Lastly, but probably the one I was bummed about the most, I never got to do a Maternity Photo-Shoot. I had it all planned out. I have some photos of me while I was pregnant but honestly, if the baby-bump stickers weren’t there saying how far along I was, you wouldn’t even know I was pregnant. Since I have been overweight my whole life it wasn’t really noticeable that I was pregnant, my stomach had only started to round out around the time I was hospitalized. I had planned on waiting until I got closer to my due date when I should’ve been properly “popped” and then going to Duke Gardens, with my nephew (who’s a photographer).
So why do I bring these up now?
It’s not in an effort to gain sympathy, nor is it a “poor me” episode. But rather, now that Anastasia is home, healthy, and thriving. I am able to look back a little easier on the whole experience with a little less anxiety. When I was hospitalized and realized I wouldn’t get to go to my baby shower or have my maternity shoot I would force myself to focus only on the health of the baby because that is what mattered and I didn’t wanted to bum/stress myself out because I needed to keep my blood pressure in check. I was already on edge, terrified, and overflowing with emotions; I’m honestly surprised I didn’t run out of tears.

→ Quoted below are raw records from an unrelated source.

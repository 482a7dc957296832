//! Renders extractor output end to end, the way the sync pipeline does.

use taxref_core::catalog;
use taxref_core::extract::Extractor;
use taxref_renderer::{ReferenceContext, Renderer};

const README: &str = "\
# Integration & Communication Architecture

Connecting systems and exchanging data.

### Messaging Styles
- Event-Driven Architecture → async, loosely coupled
- [Enterprise Service Bus](https://example.com/esb) → centralized routing
- API Gateway Architecture

### Contract Styles
- REST
- gRPC
";

#[test]
fn extracted_readme_renders_with_cleaned_items() {
    let extractor = Extractor::new().expect("extractor");
    let doc = extractor.extract(README);
    let located = vec![(&catalog::sections()[2], doc)];
    let ctx = ReferenceContext::from_sections("2026-08-07 09:30:00 UTC".to_string(), &located);

    let out = Renderer::new().expect("renderer").render(&ctx).expect("render");

    // Arrow suffixes and link syntax are gone from the rendered bullets.
    assert!(out.contains("- Event-Driven Architecture\n"));
    assert!(out.contains("- Enterprise Service Bus\n"));
    assert!(!out.contains("→"));
    assert!(!out.contains("example.com/esb"));

    // Both subsections land in the table of contents with derived anchors.
    assert!(out.contains("  - [Messaging Styles](#messaging-styles)"));
    assert!(out.contains("  - [Contract Styles](#contract-styles)"));

    // The section body sits between the TOC separator and the curated blocks.
    let body = out
        .find("## 3. Integration & Communication Architecture")
        .expect("section body");
    let curated = out
        .find("## 10. Practicality Taxonomy (Abstraction Levels)")
        .expect("curated block");
    assert!(body < curated);
}

#[test]
fn a_readme_without_subsections_still_gets_a_toc_entry() {
    let extractor = Extractor::new().expect("extractor");
    let doc = extractor.extract("# Industry Architectures\n\nVertical patterns.\n");
    let located = vec![(&catalog::sections()[8], doc)];
    let ctx = ReferenceContext::from_sections("now".to_string(), &located);

    let out = Renderer::new().expect("renderer").render(&ctx).expect("render");
    assert!(out.contains(
        "<summary><a href=\"#9-industry-specialized-architectures\">9. Industry & Specialized Architectures</a></summary>"
    ));
    assert!(out.contains("## 9. Industry & Specialized Architectures"));
}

Then after she was born and in the NICU, Joshua had to go to work after a week and I was home recovering from a C-Section and couldn’t drive anywhere. So I was going through stuff in my office and found the 3-trimester ultrasound photo frame I had purchased as a memento. Again, all alone, I was filled with a deep sadness at yet another thing I missed out on. I found 2 ultrasound photos and put them in there and decided to put my at-the-time favorite photograph of Anastasia as the 3rd trimester. The end result was cute and it is now my favorite frame on the wall because it symbolizes everything that happened in a subtle way.
But the reality of it is, everyone hears of postpartum depression. Some may say it is a myth. Some may think it is impossible to be depressed after having such a beautiful blessing and bundle of joy bestowed upon them. But it is very real. I can only say that I am blessed to have such an amazing support system and an amazing husband by my side because I know it would have been very easy to let myself fall into that pit of despair had they not been there. There were days where the weight of it all, having Anastasia prematurely, me being home while she stayed at the hospital, or simply being alone during the day, would feel insurmountable and there were nights were all I wanted to do was cry. Visiting Anastasia was one of the only things that would help me keep my spirits up and I would honestly just go sit at the hospital and hold her for hours, but then would tear up again every time I had to leave her there and go home.
It feels like forever ago, now that Anastasia is home, and it all feels like a bad dream. But then there are moments when women will want to share their birth stories and I will just walk away because thinking back on that time and everything we went through brings with it the wave of emotions, fear, and anxiety that we faced. With the Lord by my side I was able to cross that bridge and He gave me the strength to continue but it was a struggle, keeping the baby blues at bay.